The Health and Care Professions Council – Written evidence (EEH0016)
EU Environment Sub-Committee: Future UK-EU relations: energy, environment and health
This submission is being made in response to the inquiry on the impact of UK-EU Trade and Cooperation Agreement on the health sector. HCPC is contributing to this inquiry in order to highlight the challenges faced in the trade deal from a health and care regulation perspective. We have already received communications from registrants about some of the challenges facing their practice and we would like to highlight our key concerns and recommendations. HCPC has produced a flow chart to clearly explain how our registrants and applicants are affected by government guidance.
Key points addressed in the evidence
- Loss to the Internal Market Information (IMI) System
- Difficulties sharing information with European health and care regulators through a central system
- Fitness to Practise challenges and the public health interest
- Data protection risks for organisations who imported UK information
- The impact of changes to English language requirements
Call for evidence
This first part of the evidence aims to answer the first three questions in the call for evidence:
Internal Market Information (IMI) System
HCPC has concerns regarding the loss of access to IMI. It is the main platform for data sharing and information exchange with the different regulators in the EU. With this loss we may see delays to some international applications, as we verify information solely via email. This will present delays as, for example, we try to find the correct EU Member State regulatory body, or responsible government department, to request verification of qualifications or character, and a security challenge as to whether we’re speaking to the right person or right organisation.
There isn’t always an equivalent to HCPC in the EU. In some cases the body responsible for a profession is a government department, so it’s important to know who we are meant to contact and what rules and remits they work under.

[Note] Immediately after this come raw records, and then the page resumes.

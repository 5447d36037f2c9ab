use crate::domain::{SiteId, SiteManifest};
use crate::error::{StoreError, StoreResult};
use crate::io::absent_as_none;
use crate::store::paths::SitePaths;
use crate::store::write_atomic;
use serde::de::Error as _;

/// Whole-file read and write of `site.json`. No field-level update: callers
/// read, mutate, and write back while holding the site's lock.
pub struct ManifestStore {
    paths: SitePaths,
}

impl ManifestStore {
    pub fn new(paths: SitePaths) -> Self {
        Self { paths }
    }

    /// `Ok(None)` when the manifest (or the whole site directory) is gone,
    /// `Err(Corrupt)` when it exists but does not parse.
    pub async fn read(&self, site: &SiteId) -> StoreResult<Option<SiteManifest>> {
        let path = self.paths.manifest_path(site);
        let bytes = match absent_as_none(tokio::fs::read(&path).await)
            .map_err(|e| StoreError::read(&path, e))?
        {
            Some(bytes) => bytes,
            None => return Ok(None),
        };

        let manifest: SiteManifest = match serde_json::from_slice(&bytes) {
            Ok(manifest) => manifest,
            Err(source) => return Err(StoreError::Corrupt { path, source }),
        };

        // a manifest copied in from another site would silently alias it
        if &manifest.id != site {
            return Err(StoreError::Corrupt {
                source: serde_json::Error::custom(format!(
                    "manifest id {} does not match directory {}",
                    manifest.id, site
                )),
                path,
            });
        }

        Ok(Some(manifest))
    }

    pub async fn write(&self, site: &SiteId, manifest: &SiteManifest) -> StoreResult<()> {
        let path = self.paths.manifest_path(site);
        let bytes =
            serde_json::to_vec_pretty(manifest).map_err(|e| StoreError::write(&path, e.into()))?;
        write_atomic(&path, &bytes).await
    }
}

This issue also affects for UK applicants trying to register in the EU.
HCPC has concerns about the resourcing, efficiency and proportionality of any separate information sharing agreements. Differences in registration rules and regulatory remits between European EU Member State regulatory bodies, or responsible government departments, present operational challenges in terms of information sharing for us. This is particularly the case for HCPC, which regulates 15 different professionals and there are not always clear equivalent counterparts in many EU countries.
Fitness to Practise (FtP)
The health and care professionals we regulate must be fit to practise. Fitness to practise may involve issues outside of professional or clinical performance. The conduct of a professional outside of their working environment may involve fitness to practise where it could affect the protection of the public or undermine public confidence in the profession.
When a registrant has fitness to practise restrictions imposed in one EU country, and comes to practise in UK, HCPC will have to rely on the registrant to tell them about the restrictions as they will not have access to the central Internal Market Information (IMI) alert sharing system.

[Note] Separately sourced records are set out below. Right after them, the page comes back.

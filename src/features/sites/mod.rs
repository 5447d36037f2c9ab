pub mod model;

use crate::domain::PageCreation;
use crate::AppState;
use axum::{
    extract::{Path, State},
    http::header,
    response::IntoResponse,
    routing::{get, post},
    Json, Router,
};
use model::{
    ApiError, CreatePageRequest, CreateScriptRequest, CreateSiteRequest, DeletedResponse,
    EditorPathResponse, PageContentResponse, PageCreatedResponse, PageListResponse,
    ReconcileResponse, ScriptCreatedResponse, ScriptListResponse, SiteListResponse, SiteResponse,
    UpdatePageRequest, UpdateSiteRequest, UpdatedResponse,
};

pub fn sites_router() -> Router<AppState> {
    Router::new()
        .route("/sites", get(list_sites_handler).post(create_site_handler))
        .route(
            "/sites/{site_id}",
            get(get_site_handler)
                .put(update_site_handler)
                .delete(delete_site_handler),
        )
        .route("/sites/{site_id}/reconcile", post(reconcile_handler))
        .route(
            "/sites/{site_id}/pages",
            get(list_pages_handler).post(create_page_handler),
        )
        .route(
            "/sites/{site_id}/pages/{page_id}",
            get(get_page_handler)
                .put(update_page_handler)
                .delete(delete_page_handler),
        )
        .route(
            "/sites/{site_id}/pages/{page_id}/raw",
            get(get_page_raw_handler),
        )
        .route(
            "/sites/{site_id}/pages/{page_id}/editor",
            get(editor_path_handler),
        )
        .route(
            "/sites/{site_id}/pages/{page_id}/scripts",
            get(list_scripts_handler).post(create_script_handler),
        )
        .route(
            "/sites/{site_id}/pages/{page_id}/scripts/{name}",
            get(get_script_handler),
        )
}

async fn list_sites_handler(
    State(state): State<AppState>,
) -> Result<Json<SiteListResponse>, ApiError> {
    let sites = state.store.list_sites().await?;
    Ok(Json(SiteListResponse { sites }))
}

async fn create_site_handler(
    State(state): State<AppState>,
    Json(body): Json<CreateSiteRequest>,
) -> Result<Json<SiteResponse>, ApiError> {
    let site = state
        .store
        .create_site(&body.name, body.description.as_deref())
        .await?;
    Ok(Json(SiteResponse { site }))
}

async fn get_site_handler(
    State(state): State<AppState>,
    Path(site_id): Path<String>,
) -> Result<Json<SiteResponse>, ApiError> {
    let site = state.store.get_site(&site_id).await?;
    Ok(Json(SiteResponse { site }))
}

async fn update_site_handler(
    State(state): State<AppState>,
    Path(site_id): Path<String>,
    Json(body): Json<UpdateSiteRequest>,
) -> Result<Json<SiteResponse>, ApiError> {
    let site = state
        .store
        .update_site(&site_id, body.name.as_deref(), body.description.as_deref())
        .await?;
    Ok(Json(SiteResponse { site }))
}

async fn delete_site_handler(
    State(state): State<AppState>,
    Path(site_id): Path<String>,
) -> Result<Json<DeletedResponse>, ApiError> {
    state.store.delete_site(&site_id).await?;
    Ok(Json(DeletedResponse { deleted: true }))
}

async fn reconcile_handler(
    State(state): State<AppState>,
    Path(site_id): Path<String>,
) -> Result<Json<ReconcileResponse>, ApiError> {
    let report = state.store.reconcile_site(&site_id).await?;
    Ok(Json(ReconcileResponse { report }))
}

async fn list_pages_handler(
    State(state): State<AppState>,
    Path(site_id): Path<String>,
) -> Result<Json<PageListResponse>, ApiError> {
    let pages = state.store.list_pages(&site_id).await?;
    Ok(Json(PageListResponse { pages }))
}

async fn create_page_handler(
    State(state): State<AppState>,
    Path(site_id): Path<String>,
    Json(body): Json<CreatePageRequest>,
) -> Result<Json<PageCreatedResponse>, ApiError> {
    let outcome = state
        .store
        .create_page(
            &site_id,
            &body.page_id,
            &body.display_name,
            &body.template,
            body.style.as_deref(),
        )
        .await?;
    Ok(Json(PageCreatedResponse {
        page_id: body.page_id,
        created: outcome != PageCreation::AlreadyExists,
        outcome,
    }))
}

// JSON carries text: bytes that are not UTF-8 come back replaced, use /raw for exact content
async fn get_page_handler(
    State(state): State<AppState>,
    Path((site_id, page_id)): Path<(String, String)>,
) -> Result<Json<PageContentResponse>, ApiError> {
    let bytes = state.store.read_page(&site_id, &page_id).await?;
    Ok(Json(PageContentResponse {
        content: String::from_utf8_lossy(&bytes).into_owned(),
    }))
}

// exact stored bytes
async fn get_page_raw_handler(
    State(state): State<AppState>,
    Path((site_id, page_id)): Path<(String, String)>,
) -> Result<impl IntoResponse, ApiError> {
    let bytes = state.store.read_page(&site_id, &page_id).await?;
    Ok(([(header::CONTENT_TYPE, "text/html")], bytes))
}

async fn update_page_handler(
    State(state): State<AppState>,
    Path((site_id, page_id)): Path<(String, String)>,
    Json(body): Json<UpdatePageRequest>,
) -> Result<Json<UpdatedResponse>, ApiError> {
    state
        .store
        .update_page_content(&site_id, &page_id, body.content.as_bytes())
        .await?;
    Ok(Json(UpdatedResponse { updated: true }))
}

async fn delete_page_handler(
    State(state): State<AppState>,
    Path((site_id, page_id)): Path<(String, String)>,
) -> Result<Json<DeletedResponse>, ApiError> {
    state.store.delete_page(&site_id, &page_id).await?;
    Ok(Json(DeletedResponse { deleted: true }))
}

async fn editor_path_handler(
    State(state): State<AppState>,
    Path((site_id, page_id)): Path<(String, String)>,
) -> Result<Json<EditorPathResponse>, ApiError> {
    let location = state.store.editor_path(&site_id, &page_id).await?;
    Ok(Json(EditorPathResponse { location }))
}

async fn list_scripts_handler(
    State(state): State<AppState>,
    Path((site_id, page_id)): Path<(String, String)>,
) -> Result<Json<ScriptListResponse>, ApiError> {
    let scripts = state.store.list_scripts(&site_id, &page_id).await?;
    Ok(Json(ScriptListResponse { scripts }))
}

async fn create_script_handler(
    State(state): State<AppState>,
    Path((site_id, page_id)): Path<(String, String)>,
    Json(body): Json<CreateScriptRequest>,
) -> Result<Json<ScriptCreatedResponse>, ApiError> {
    let script = state
        .store
        .create_script(
            &site_id,
            &page_id,
            body.content.as_bytes(),
            body.name.as_deref(),
        )
        .await?;
    Ok(Json(ScriptCreatedResponse { script }))
}

// served raw so an editor page can load it with a <script src>
async fn get_script_handler(
    State(state): State<AppState>,
    Path((site_id, page_id, name)): Path<(String, String, String)>,
) -> Result<impl IntoResponse, ApiError> {
    let bytes = state.store.read_script(&site_id, &page_id, &name).await?;
    Ok(([(header::CONTENT_TYPE, "application/javascript")], bytes))
}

This will be particularly challenging for the UK as there are numerous EU organisations regulating our 15 professionals. There is a potential heightened risk to patient and service user safety because of the inability to access IMI.
Although deletion of historic UK information from the IMI system by the Commission has taken place, there may be some data protection risks. EU Member State regulatory bodies, or responsible government departments, who imported UK information from the IMI system may continue to hold and rely on historic information. This may not have been updated (for example when suspension order was revoked or condition of practice order was changed to removal).
HCPC has received a small number of concerns on social media about the loss of our European Mutual Recognition (EMR) processes. However, our EMR and International routes are very similar so we do not expect there to be a big impact on EU applicants.
The largest impact would be the changes in English language requirements. EMR applicants did not have to submit proof of English Language, but International applicants do unless they speak English as their first language. This could make it harder for EU 27 health professionals to practise in the UK. We have already seen a drop in European applicants since the Brexit referendum in 2016. We will continue to monitor applications to see if numbers fall.
The second part of the evidence aims to address the following question:
5. What should the UK seek to accomplish with the EU in relation to your industry or policy area within the parameters of the Agreement in the short- and mid-term?
The below sets out the key recommendations to address HCPC’s concerns regarding the impact of UK-EU Trade and Cooperation Agreement.
1. Ensure an information system is in place that mirrors the Internal Market Information System. This will:
2. Address data protection risks by strengthening requirements to have up-to-date registrant information.
3. Work with the EU to create more closely-aligned registration rules and regulatory remits between European organisations: This will increase efficient information sharing and in particular help multi-profession regulators such as HCPC.